The proper man understands equity, the small man profits.
— Confucius (K’ung Fu-tzu), Chinese sage (551-479 B.C.)

A weak mind is like a microscope, which magnifies trifling things but cannot receive great ones.
— G.K. Chesterton, English essayist and poet (1874-1936)

Most of ones life. . . is one prolonged effort to prevent oneself thinking.
— Aldous Huxley, English novelist (1894-1963)

Integrity without knowledge is weak and useless, and knowledge without integrity is dangerous and dreadful.
— Samuel Johnson, English writer and lexicographer (1709-1784)

In looking for people to hire, look for three qualities: integrity, intelligence and energy. And if they don’t have the first, the other two will kill you.
— Warren Buffet, American financier (b. 1930)

To perceive is to suffer.
— Aristotle, Greek philosopher (384-322 B.C.)

Zeal will do more than knowledge.
— William Hazlitt, English essayist and literary critic (1778-1830)

Nothing in this world can take the place of persistence. Talent will not; nothing is more common than unsuccessful people with talent. Genius will not; unrewarded genius is almost a proverb. Education will not; the world is full of educated derelicts. Persistence and determination alone are omnipotent. The slogan press on has solved and always will solve the problems of the human race.
— Calvin Coolidge, 30th American president (1872-1933)

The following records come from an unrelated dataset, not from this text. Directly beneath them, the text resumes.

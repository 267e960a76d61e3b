//! Handler for `GET /summary`.
//!
//! The dashboard roll-up: slot counts by derived status, request counts
//! by lifecycle state, and teacher head-count per department. Recomputed
//! on every call — the stores are the single source of truth and the
//! inputs are bounded, so nothing is cached.

use std::{collections::BTreeMap, sync::Arc};

use axum::{Json, extract::State};
use rota_core::{
  store::ReliefStore,
  summary::{RequestSummary, ScheduleSummary, department_counts},
  teacher::Department,
};
use serde::Serialize;

use crate::error::ApiError;

/// The summary document returned by `GET /summary`.
#[derive(Debug, Serialize)]
pub struct SummaryDoc {
  pub schedule:    ScheduleSummary,
  pub requests:    RequestSummary,
  pub departments: BTreeMap<Department, usize>,
}

/// `GET /summary`
pub async fn handler<S>(
  State(store): State<Arc<S>>,
) -> Result<Json<SummaryDoc>, ApiError>
where
  S: ReliefStore,
  ApiError: From<S::Error>,
{
  let grid = store.grid(None, None).await?;
  let requests = store.list_requests(None).await?;
  let teachers = store.list_teachers(None).await?;

  Ok(Json(SummaryDoc {
    schedule:    ScheduleSummary::tally(&grid),
    requests:    RequestSummary::tally(&requests),
    departments: department_counts(&teachers),
  }))
}
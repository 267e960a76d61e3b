//! JSON REST API for Rota.
//!
//! Exposes an axum [`Router`] backed by any
//! [`rota_core::store::ReliefStore`]. Auth, TLS, and transport concerns
//! are the caller's responsibility; the engine trusts the `submitted_by`
//! identity it is handed.
//!
//! # Mounting
//!
//! ```rust,ignore
//! .nest("/api", rota_api::api_router(store.clone()))
//! ```

pub mod error;
pub mod requests;
pub mod schedule;
pub mod summary;
pub mod teachers;

use std::sync::Arc;

use axum::{
  Router,
  routing::{get, post},
};
use rota_core::store::ReliefStore;

pub use error::ApiError;

/// Build a fully-materialised API router for `store`.
///
/// The returned `Router<()>` can be nested into any parent router
/// regardless of its own state type.
pub fn api_router<S>(store: Arc<S>) -> Router<()>
where
  S: ReliefStore + Clone + Send + Sync + 'static,
  ApiError: From<S::Error>,
{
  Router::new()
    // Teacher directory
    .route("/teachers", get(teachers::list::<S>).post(teachers::create::<S>))
    .route("/teachers/{id}", get(teachers::get_one::<S>))
    // Schedule grid
    .route("/schedule", get(schedule::grid::<S>))
    // Relief requests
    .route("/requests", get(requests::list::<S>).post(requests::submit::<S>))
    .route("/requests/{id}", get(requests::get_one::<S>))
    .route("/requests/{id}/approve", post(requests::approve_one::<S>))
    .route("/requests/{id}/reject", post(requests::reject_one::<S>))
    // Dashboard summary
    .route("/summary", get(summary::handler::<S>))
    .with_state(store)
}
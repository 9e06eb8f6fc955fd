//! Deduplicated localized-string table built while writing

use std::collections::HashMap;

/// One unique string and how many entries point at it.
#[derive(Debug, Clone, PartialEq, Eq)]
pub struct StringTableEntry {
    pub text: String,
    pub ref_count: u32,
}

/// Localized strings in first-seen order, with exact-match dedup.
#[derive(Debug, Clone, Default)]
pub struct StringTable {
    entries: Vec<StringTableEntry>,
    indices: HashMap<String, usize>,
}

impl StringTable {
    #[must_use]
    pub fn new() -> Self {
        Self::default()
    }

    /// Add a reference to `s`, returning its index.
    ///
    /// A string seen before keeps its index and gains a reference; a new
    /// string is appended with a count of 1.
    pub fn add(&mut self, s: &str) -> usize {
        if let Some(&idx) = self.indices.get(s) {
            self.entries[idx].ref_count += 1;
            return idx;
        }

        let idx = self.entries.len();
        self.entries.push(StringTableEntry {
            text: s.to_string(),
            ref_count: 1,
        });
        self.indices.insert(s.to_string(), idx);
        idx
    }

    /// Get string by index
    #[must_use]
    pub fn get(&self, idx: usize) -> Option<&str> {
        self.entries.get(idx).map(|e| e.text.as_str())
    }

    /// Get index of a string
    #[must_use]
    pub fn index_of(&self, s: &str) -> Option<usize> {
        self.indices.get(s).copied()
    }

    pub fn iter(&self) -> impl Iterator<Item = &StringTableEntry> {
        self.entries.iter()
    }

    /// Number of unique strings
    #[must_use]
    pub fn len(&self) -> usize {
        self.entries.len()
    }

    #[must_use]
    pub fn is_empty(&self) -> bool {
        self.entries.is_empty()
    }
}
//! # LocresLib
//!
//! A pure-Rust library for Unreal Engine localization resources (`.locres`).
//!
//! ## Supported Layouts
//!
//! - **Legacy** - headerless, values stored inline
//! - **Compact** - magic header and a deduplicated string table
//! - **Optimized** - adds CRC namespace/key hashes and string reference counts
//! - **`Optimized_CityHash64_UTF16`** - `CityHash64` hashes over UTF-16 text
//!
//! ## Quick Start
//!
//! ```no_run
//! use locreslib::formats::locres::{read_locres, write_locres, LocresVersion};
//!
//! let mut doc = read_locres("Game.locres")?;
//! for namespace in &mut doc.namespaces {
//!     for entry in &mut namespace.entries {
//!         entry.value = entry.value.to_uppercase();
//!     }
//! }
//! write_locres("Game.new.locres", &doc, LocresVersion::Optimized)?;
//! # Ok::<(), locreslib::Error>(())
//! ```
//!
//! ### Translation Sheets
//!
//! ```no_run
//! use locreslib::formats::locres::{
//!     export_for_translation, import_translations, read_locres, SheetFormat,
//! };
//!
//! let mut doc = read_locres("Game.locres")?;
//! export_for_translation(&doc, "Game.csv", SheetFormat::default())?;
//! // ... translators fill in the second column ...
//! let result = import_translations(&mut doc, "Game.csv", SheetFormat::default())?;
//! println!("updated {} entries", result.updated);
//! # Ok::<(), locreslib::Error>(())
//! ```

pub mod error;
pub mod formats;
pub mod hash;

pub use error::{Error, Result};

/// Commonly used types
pub mod prelude {
    pub use crate::error::{Error, Result};
    pub use crate::formats::locres::{
        ImportResult, LocresDocument, LocresEntry, LocresNamespace, LocresVersion, SheetFormat,
        TranslationRow, parse_locres_bytes, read_locres, serialize_locres, write_locres,
    };
}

Genius is but fine observation strengthened by fixity of purpose.
— Genius is but fine observation strengthened by fixity of purpose.

The highest result of education is tolerance.
— Helen Keller, American social activist, public speaker and author (1880-1968)

Simplicity of character is no hindrance to the subtlety of intellect.
— John Morley, British statesman and writer (1838-1923)

All receive advice. Only the wise profit from it.
— Publilius Syrus, Roman epigrammatist (fl. 42 B.C.)

Wise men learn more from fools than fools from the wise.
— Cato the Elder, Roman censor (234-149 B.C.)

The question for each man to settle is not what he would do if he had the means, time, influence and educational advantages, but what he will do with the things he has.